TensorflowのConnectionist Temporal Classification（CTC）実装の使用

Question

TensorflowのCTC実装をcontribパッケージ（tf.contrib.ctc.ctc_loss）の下で使用しようとしていますが、成功しません。

まず第一に、誰もが良いステップバイステップのチュートリアルをどこで読むことができるか知っていますか？ Tensorflowのドキュメントは、このトピックに関して非常に貧弱です。
空白のラベルがインターリーブされたラベルをctc_lossに提供する必要がありますか？
200エポックを超える長さ1の列車データセットを使用しても、ネットワークを過剰に適合させることができませんでした。 :(
Tf.edit_distanceを使用してラベルエラー率を計算するにはどうすればよいですか？

これが私のコードです：

with graph.as_default(): max_length = X_train.shape[1] frame_size = X_train.shape[2] max_target_length = y_train.shape[1] # Batch size x time steps x data width data = tf.placeholder(tf.float32, [None, max_length, frame_size]) data_length = tf.placeholder(tf.int32, [None]) # Batch size x max_target_length target_dense = tf.placeholder(tf.int32, [None, max_target_length]) target_length = tf.placeholder(tf.int32, [None]) # Generating sparse tensor representation of target target = ctc_label_dense_to_sparse(target_dense, target_length) # Applying LSTM, returning output for each timestep (y_rnn1, # [batch_size, max_time, cell.output_size]) and the final state of shape # [batch_size, cell.state_size] y_rnn1, h_rnn1 = tf.nn.dynamic_rnn( tf.nn.rnn_cell.LSTMCell(num_hidden, state_is_Tuple=True, num_proj=num_classes), # num_proj=num_classes data, dtype=tf.float32, sequence_length=data_length, ) # For sequence labelling, we want a prediction for each timestamp. # However, we share the weights for the softmax layer across all timesteps. # How do we do that?
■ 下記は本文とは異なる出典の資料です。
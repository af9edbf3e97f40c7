//! ARM instruction decoding.
//!
//! `ArmInstruction::from(u32)` turns a raw opcode into a tagged variant with
//! every field pulled out. Decode is total: encodings the architecture does
//! not define land in `Undefined`, which the execute stage turns into an
//! undefined-instruction exception.
//!
//! Overlapping patterns in the `000` space are resolved in priority order:
//! BX/BLX, SWP, multiply long, multiply, halfword transfer, PSR transfer,
//! then plain data processing.

use serde::{Deserialize, Serialize};

use crate::bitwise::{Bits, sign_extend};
use crate::cpu::condition::Condition;
use crate::cpu::flags::{
    HalfwordTransferKind, Indexing, LoadStoreKind, Offsetting, ReadWriteKind, ShiftKind,
};

/// The 16 data-processing opcodes, in encoding order.
#[derive(Debug, Eq, PartialEq, Copy, Clone, Serialize, Deserialize)]
pub enum AluOpcode {
    And = 0x0,
    Eor = 0x1,
    Sub = 0x2,
    Rsb = 0x3,
    Add = 0x4,
    Adc = 0x5,
    Sbc = 0x6,
    Rsc = 0x7,
    Tst = 0x8,
    Teq = 0x9,
    Cmp = 0xA,
    Cmn = 0xB,
    Orr = 0xC,
    Mov = 0xD,
    Bic = 0xE,
    Mvn = 0xF,
}

impl AluOpcode {
    /// TST/TEQ/CMP/CMN write flags only, never a destination.
    #[must_use]
    pub const fn is_comparison(self) -> bool {
        matches!(self, Self::Tst | Self::Teq | Self::Cmp | Self::Cmn)
    }
}

impl From<u32> for AluOpcode {
    fn from(value: u32) -> Self {
        match value & 0xF {
            0x0 => Self::And,
            0x1 => Self::Eor,
            0x2 => Self::Sub,
            0x3 => Self::Rsb,
            0x4 => Self::Add,
            0x5 => Self::Adc,
            0x6 => Self::Sbc,
            0x7 => Self::Rsc,
            0x8 => Self::Tst,
            0x9 => Self::Teq,
            0xA => Self::Cmp,
            0xB => Self::Cmn,
            0xC => Self::Orr,
            0xD => Self::Mov,
            0xE => Self::Bic,
            _ => Self::Mvn,
        }
    }
}

impl std::fmt::Display for AluOpcode {
    fn fmt(&self, f: &mut std::fmt::Formatter<'_>) -> std::fmt::Result {
        f.write_str(match self {
            Self::And => "AND",
            Self::Eor => "EOR",
            Self::Sub => "SUB",
            Self::Rsb => "RSB",
            Self::Add => "ADD",
            Self::Adc => "ADC",
            Self::Sbc => "SBC",
            Self::Rsc => "RSC",
            Self::Tst => "TST",
            Self::Teq => "TEQ",
            Self::Cmp => "CMP",
            Self::Cmn => "CMN",
            Self::Orr => "ORR",
            Self::Mov => "MOV",
            Self::Bic => "BIC",
            Self::Mvn => "MVN",
        })
    }
}

/// Where a register-operand shift amount comes from.
#[derive(Debug, Eq, PartialEq, Copy, Clone, Serialize, Deserialize)]
pub enum ShiftSource {
    /// 5-bit immediate in the instruction.
    Amount(u32),
    /// Low byte of a register.
    Register(u32),
}

/// The data-processing second operand.
#[derive(Debug, Eq, PartialEq, Copy, Clone, Serialize, Deserialize)]
pub enum SecondOperand {
    /// 8-bit value rotated right by twice the 4-bit rotate field.
    Immediate { base: u32, rotate: u32 },
    Register {
        register: u32,
        shift_kind: ShiftKind,
        shift: ShiftSource,
    },
}

/// MRS/MSR sub-operations. The MSR forms carry the 4-bit field mask from
/// bits 19-16 (c/x/s/f).
#[derive(Debug, Eq, PartialEq, Copy, Clone, Serialize, Deserialize)]
pub enum PsrOpKind {
    Mrs { destination: u32 },
    Msr { source: u32, field_mask: u32 },
    MsrImmediate { value: u32, field_mask: u32 },
}

/// Halfword/signed transfer offset (bit 22 selects the form).
#[derive(Debug, Eq, PartialEq, Copy, Clone, Serialize, Deserialize)]
pub enum HalfwordOffset {
    Immediate(u32),
    Register(u32),
}

/// LDR/STR offset: 12-bit immediate or immediate-shifted register.
#[derive(Debug, Eq, PartialEq, Copy, Clone, Serialize, Deserialize)]
pub enum TransferOffset {
    Immediate(u32),
    Register {
        register: u32,
        shift_kind: ShiftKind,
        amount: u32,
    },
}

#[derive(Debug, Eq, PartialEq, Copy, Clone, Serialize, Deserialize)]
pub enum ArmOperation {
    DataProcessing {
        opcode: AluOpcode,
        set_flags: bool,
        rn: u32,
        rd: u32,
        operand2: SecondOperand,
    },
    PsrTransfer {
        kind: PsrOpKind,
        use_spsr: bool,
    },
    Multiply {
        accumulate: bool,
        set_flags: bool,
        rd: u32,
        rn: u32,
        rs: u32,
        rm: u32,
    },
    MultiplyLong {
        signed: bool,
        accumulate: bool,
        set_flags: bool,
        rd_hi: u32,
        rd_lo: u32,
        rs: u32,
        rm: u32,
    },
    SingleDataSwap {
        byte: bool,
        rn: u32,
        rd: u32,
        rm: u32,
    },
    BranchAndExchange {
        link: bool,
        rm: u32,
    },
    HalfwordTransfer {
        kind: HalfwordTransferKind,
        load_store: LoadStoreKind,
        indexing: Indexing,
        offsetting: Offsetting,
        write_back: bool,
        rn: u32,
        rd: u32,
        offset: HalfwordOffset,
    },
    SingleDataTransfer {
        load_store: LoadStoreKind,
        quantity: ReadWriteKind,
        indexing: Indexing,
        offsetting: Offsetting,
        write_back: bool,
        rn: u32,
        rd: u32,
        offset: TransferOffset,
    },
    BlockDataTransfer {
        load_store: LoadStoreKind,
        indexing: Indexing,
        offsetting: Offsetting,
        write_back: bool,
        /// The S bit: user-bank transfer, or SPSR restore when PC loads.
        psr_force_user: bool,
        rn: u32,
        register_list: u16,
    },
    Branch {
        link: bool,
        /// BLX immediate (the `1111` condition space on v5 cores).
        exchange: bool,
        /// Byte offset relative to PC+8, already shifted and sign-extended.
        offset: i32,
    },
    /// MRC/MCR. The raw opcode rides along for host pass-through of
    /// coprocessors the core does not model.
    CoprocessorRegisterTransfer {
        direction: LoadStoreKind,
        coprocessor: u32,
        opcode1: u32,
        crn: u32,
        crm: u32,
        opcode2: u32,
        rd: u32,
        raw: u32,
    },
    /// CDP / LDC / STC, which this model does not execute.
    CoprocessorOther {
        coprocessor: u32,
        raw: u32,
    },
    SoftwareInterrupt {
        comment: u32,
    },
    Undefined {
        raw: u32,
    },
}

#[derive(Debug, Eq, PartialEq, Copy, Clone, Serialize, Deserialize)]
pub struct ArmInstruction {
    pub condition: Condition,
    pub operation: ArmOperation,
}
By flattening the first two dimensions of the output tensor. # This way time steps look the same as examples in the batch to the weight matrix. # Afterwards, we reshape back to the desired shape # Reshaping logits = tf.transpose(y_rnn1, perm=(1, 0, 2)) # Get the loss by calculating ctc_loss # Also calculates # the gradient. This class performs the softmax operation for you, so inputs # should be e.g. linear projections of outputs by an LSTM. loss = tf.reduce_mean(tf.contrib.ctc.ctc_loss(logits, target, data_length)) # Define our optimizer with learning rate optimizer = tf.train.RMSPropOptimizer(learning_rate).minimize(loss) # Decoding using beam search decoded, log_probabilities = tf.contrib.ctc.ctc_beam_search_decoder(logits, data_length, beam_width=10, top_paths=1)

ありがとう！

更新（2016年6月29日）

ありがとう、@ jihyeon-seo！したがって、RNNの入力には[num_batch、max_time_step、num_features]のようなものがあります。 dynamic_rnnを使用して、入力を指定して反復計算を実行し、形状のテンソル[num_batch、max_time_step、num_hidden]を出力します。その後、重み共有を使用して各ティルメステップでアフィン射影を実行する必要があるため、[num_batch * max_time_step、num_hidden]に再形成し、形状の重み行列[num_hidden、num_classes]を掛け、バイアスを合計して元に戻します。 reshape、transpose（したがって、ctc loss入力に対して[max_time_steps、num_batch、num_classes]があります）、そしてこの結果がctc_loss関数の入力になります。私はすべてを正しく行いましたか？

これはコードです：

 cell = tf.nn.rnn_cell.MultiRNNCell([cell] * num_layers, state_is_Tuple=True) h_rnn1, self.last_state = tf.nn.dynamic_rnn(cell, self.input_data, self.sequence_length, dtype=tf.float32) # Reshaping to share weights accross timesteps x_fc1 = tf.reshape(h_rnn1, [-1, num_hidden]) self._logits = tf.matmul(x_fc1, self._W_fc1) + self._b_fc1 # Reshaping self._logits = tf.reshape(self._logits, [max_length, -1, num_classes]) # Calculating loss loss = tf.contrib.ctc.ctc_loss(self._logits, self._targets, self.sequence_length) self.cost = tf.reduce_mean(loss)

更新（07/11/2016）

@Xivありがとうございます。バグ修正後のコードは次のとおりです。

 cell = tf.nn.rnn_cell.MultiRNNCell([cell] * num_layers, state_is_Tuple=True) h_rnn1, self.last_state = tf.nn.dynamic_rnn(cell, self.input_data, self.sequence_length, dtype=tf.float32) # Reshaping to share weights accross timesteps x_fc1 = tf.reshape(h_rnn1, [-1, num_hidden]) self._logits = tf.matmul(x_fc1, self._W_fc1) + self._b_fc1 # Reshaping self._logits = tf.reshape(self._logits, [-1, max_length, num_classes]) self._logits = tf.transpose(self._logits, (1,0,2)) # Calculating loss loss = tf.contrib.ctc.ctc_loss(self._logits, self._targets, self.sequence_length) self.cost = tf.reduce_mean(loss)

更新（07/25/16）

私のコードのGitHub部分で published を使用して、1つの発話で作業しています。お気軽にご利用ください！ :)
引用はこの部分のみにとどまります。